Ignacia sampai di sebuah rak dengan buku-buku bergenre drama yang diterjemahkan. Rajendra mengangguk-angguk mengerti. Orang yang tengah diikutinya ini tidak akan bisa membaca satu bab dalam sehari. Setengah buku mungkin bisa dia lakukan selama kurang lebih sehari.
"Wah ini dia. Padahal ini dirilis di awal tahun. Aku baru bisa membelinya sekarang. Lihatlah."
Ignacia tidak bisa mengendalikan dirinya untuk tidak berlebihan di hadapan Rajendra yang tidak menyukai sikap kekanak-kanakan. Dan dia bisa melihat dengan jelas jika Rajendra merasa aneh.
Bodohnya, Ignacia tidak peduli dan tetap tersenyum senang. Keduanya matanya berbinar, senyuman mengembang sempurna tanpa beban. Semuanya tampak tulus dari dalam hatinya.
Berasal jauh dari dalam alam bawah sadarnya.
"Tentang apa buku ini?" Rajendra bertanya dengan nada datar. Nada yang agak merusak semangat Ignacia. Tapi setidaknya Rajendra bertanya seolah peduli padanya.
"Tentang anak yang tinggal dengan orang tua tunggal. Anak laki-laki yang hanya tinggal dengan ayahnya."
Ignacia beralih menatap bukunya lekat-lekat. Sudah berbulan-bulan dia menunggu saat-saat ini. Dia memiliki banyak urusan hingga lupa dan belum bisa menemukan buku novel yang pada akhirnya ada di tangannya.
"Aku heran padamu," gumam Rajendra dengan ragu, "disaat banyak perempuan sangat menyukai buku bertema romansa khas, tapi kamu lebih menyukai novel tentang kehidupan dan hal-hal yang berbau kemanusiaan."

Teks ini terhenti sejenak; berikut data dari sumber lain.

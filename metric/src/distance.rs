use std::fmt;
use std::str::FromStr;

use serde::{Deserialize, Serialize};

/// Distance function over embeddings. Lower is more similar.
#[derive(Debug, Clone, Copy, PartialEq, Eq, Hash, Default, Serialize, Deserialize)]
#[serde(rename_all = "snake_case")]
pub enum Metric {
    /// L2 distance.
    #[default]
    Euclidean,
    /// Squared L2 distance. Same ordering as [`Metric::Euclidean`], no sqrt.
    SquaredEuclidean,
    /// `1 - cos(a, b)`, in `[0, 2]`.
    Cosine,
}

impl Metric {
    /// Distance between `a` and `b` under this metric.
    pub fn distance(self, a: &[f32], b: &[f32]) -> f32 {
        match self {
            Self::Euclidean => euclidean_distance(a, b),
            Self::SquaredEuclidean => squared_euclidean_distance(a, b),
            Self::Cosine => cosine_distance(a, b),
        }
    }

    /// Stable one-byte tag used by on-disk formats.
    pub fn tag(self) -> u8 {
        match self {
            Self::Euclidean => 0,
            Self::SquaredEuclidean => 1,
            Self::Cosine => 2,
        }
    }

    pub fn from_tag(tag: u8) -> Option<Self> {
        match tag {
            0 => Some(Self::Euclidean),
            1 => Some(Self::SquaredEuclidean),
            2 => Some(Self::Cosine),
            _ => None,
        }
    }
}

impl fmt::Display for Metric {
    fn fmt(&self, f: &mut fmt::Formatter<'_>) -> fmt::Result {
        match self {
            Self::Euclidean => write!(f, "euclidean"),
            Self::SquaredEuclidean => write!(f, "squared_euclidean"),
            Self::Cosine => write!(f, "cosine"),
        }
    }
}

impl FromStr for Metric {
    type Err = String;

    fn from_str(s: &str) -> Result<Self, Self::Err> {
        match s {
            "euclidean" | "l2" => Ok(Self::Euclidean),
            "squared_euclidean" | "l2sq" => Ok(Self::SquaredEuclidean),
            "cosine" => Ok(Self::Cosine),
            other => Err(format!("unknown metric {other:?}")),
        }
    }
}

/// Squared L2 distance.
///
/// Returns `f32::INFINITY` on dimension mismatch so a ragged vector never
/// looks like a close match.
pub fn squared_euclidean_distance(a: &[f32], b: &[f32]) -> f32 {
    if a.len() != b.len() {
        return f32::INFINITY;
    }
    let mut sum: f64 = 0.0;
    for (&x, &y) in a.iter().zip(b.iter()) {
        let d = x as f64 - y as f64;
        sum += d * d;
    }
    sum as f32
}

/// L2 distance. Returns `f32::INFINITY` on dimension mismatch.
pub fn euclidean_distance(a: &[f32], b: &[f32]) -> f32 {
    if a.len() != b.len() {
        return f32::INFINITY;
    }
    let mut sum: f64 = 0.0;
    for (&x, &y) in a.iter().zip(b.iter()) {
        let d = x as f64 - y as f64;
        sum += d * d;
    }
    sum.sqrt() as f32
}

/// `1 - cos θ`, in `[0, 2]`.
///
/// A zero-length vector has no direction, so it sits at the maximum
/// distance 2.0 from everything; so do vectors of unequal length.
pub fn cosine_distance(a: &[f32], b: &[f32]) -> f32 {
    if a.len() != b.len() {
        return 2.0;
    }
    let (dot, aa, bb) = a
        .iter()
        .zip(b)
        .map(|(&x, &y)| (x as f64, y as f64))
        .fold((0.0f64, 0.0f64, 0.0f64), |(d, na, nb), (x, y)| {
            (d + x * y, na + x * x, nb + y * y)
        });
    let denom = (aa * bb).sqrt();
    if denom == 0.0 {
        return 2.0;
    }
    (1.0 - (dot / denom).clamp(-1.0, 1.0)) as f32
}

#[cfg(test)]
mod tests {
    use super::*;

    #[test]
    fn euclidean_known_values() {
        assert_eq!(euclidean_distance(&[0.0, 0.0], &[3.0, 4.0]), 5.0);
        assert_eq!(squared_euclidean_distance(&[0.0, 0.0], &[3.0, 4.0]), 25.0);
        assert_eq!(euclidean_distance(&[1.5, -2.0], &[1.5, -2.0]), 0.0);
    }

    #[test]
    fn euclidean_dimension_mismatch_is_infinite() {
        assert!(euclidean_distance(&[1.0], &[1.0, 0.0]).is_infinite());
        assert!(squared_euclidean_distance(&[1.0], &[1.0, 0.0]).is_infinite());
    }

    #[test]
    fn cosine_identical_orthogonal_opposite() {
        assert!(cosine_distance(&[1.0, 0.0, 0.0], &[1.0, 0.0, 0.0]).abs() < 1e-6);
        assert!((cosine_distance(&[1.0, 0.0, 0.0], &[0.0, 1.0, 0.0]) - 1.0).abs() < 1e-6);
        assert!((cosine_distance(&[1.0, 0.0, 0.0], &[-1.0, 0.0, 0.0]) - 2.0).abs() < 1e-6);
    }

    #[test]
    fn cosine_zero_vector() {
        assert_eq!(cosine_distance(&[0.0, 0.0, 0.0], &[1.0, 0.0, 0.0]), 2.0);
    }

    #[test]
    fn metric_dispatch() {
        let a = [1.0, 2.0];
        let b = [4.0, 6.0];
        assert_eq!(Metric::Euclidean.distance(&a, &b), 5.0);
        assert_eq!(Metric::SquaredEuclidean.distance(&a, &b), 25.0);
    }

    #[test]
    fn metric_tags_are_stable() {
        for m in [Metric::Euclidean, Metric::SquaredEuclidean, Metric::Cosine] {
            assert_eq!(Metric::from_tag(m.tag()), Some(m));
        }
        assert_eq!(Metric::from_tag(9), None);
    }

    #[test]
    fn metric_parse_and_display() {
        assert_eq!("l2".parse::<Metric>().unwrap(), Metric::Euclidean);
        assert_eq!(
            "squared_euclidean".parse::<Metric>().unwrap(),
            Metric::SquaredEuclidean
        );
        assert!("manhattan".parse::<Metric>().is_err());
        assert_eq!(Metric::Cosine.to_string(), "cosine");
    }

    #[test]
    fn metric_serde_snake_case() {
        let json = serde_json::to_string(&Metric::SquaredEuclidean).unwrap();
        assert_eq!(json, "\"squared_euclidean\"");
        let back: Metric = serde_json::from_str("\"cosine\"").unwrap();
        assert_eq!(back, Metric::Cosine);
    }
}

Ignacia tersenyum kecil, tidak tahu jika Rajendra juga bisa memperhatikan hal semacam itu darinya. "Kenapa tidak? Oh ya, setelah ini kita akan pergi kemana?" Ignacia bertanya.
"Ke tempat yang mungkin kamu suka."
Saat membayar, Rajendra memilih untuk menunggu di depan karena tiba-tiba ada seseorang yang menelfon. Membiarkan kekasihnya mengantri sendirian. Jujur saja Ignacia tidak masalah dengan itu. Namun kenapa harus ditinggalkan sendirian? Katanya ini kencan untuk anniversary mereka.
"Seharusnya aku datang dengan Athira saja," lirih Ignacia kecewa, mengembuskan nafas panjang agar tetap tenang. Mengingat dia tadi terlalu bersemangat membuatnya merasa agak malu pada Rajendra.
"Lagi-lagi aku tampil tidak pantas. Seharusnya aku bisa menahan diri."
Rasanya jadi ingat saat-saat dimana Ignacia melambaikan tangan dengan bahagia pada Rajendra yang ada di dalam kelas. Laki-laki itu tidak membahas. Responnya sama sekali tidak terlihat. Membuat Ignacia berpikir jika tingkahnya terlalu memalukan bagi Rajendra hingga laki-laki itu hanya diam dan seperti pura-pura tidak melihatnya.
Ignacia hanya dapat menatap punggung Rajendra dengan perasaan sedih. Seseorang dari organisasi menghubungi Rajendra dan sepertinya membuat si laki-laki terlihat sibuk di hadapan kekasihnya.
Kenapa harus seperti ini? Ignacia jadi seperti sedang menganggu si ketua MPK.
"Iya, aku akan menghubungimu lagi."
Panggilan berakhir setelah Ignacia menunggu beberapa menit setelah membayar novelnya. Rajendra menyimpan ponselnya ke dalam saku, berjalan mendekati Ignacia dan menggandeng tangan Ignacia tanpa mengatakan apapun. Yang tengah di tarik lembut itu pun hanya diam.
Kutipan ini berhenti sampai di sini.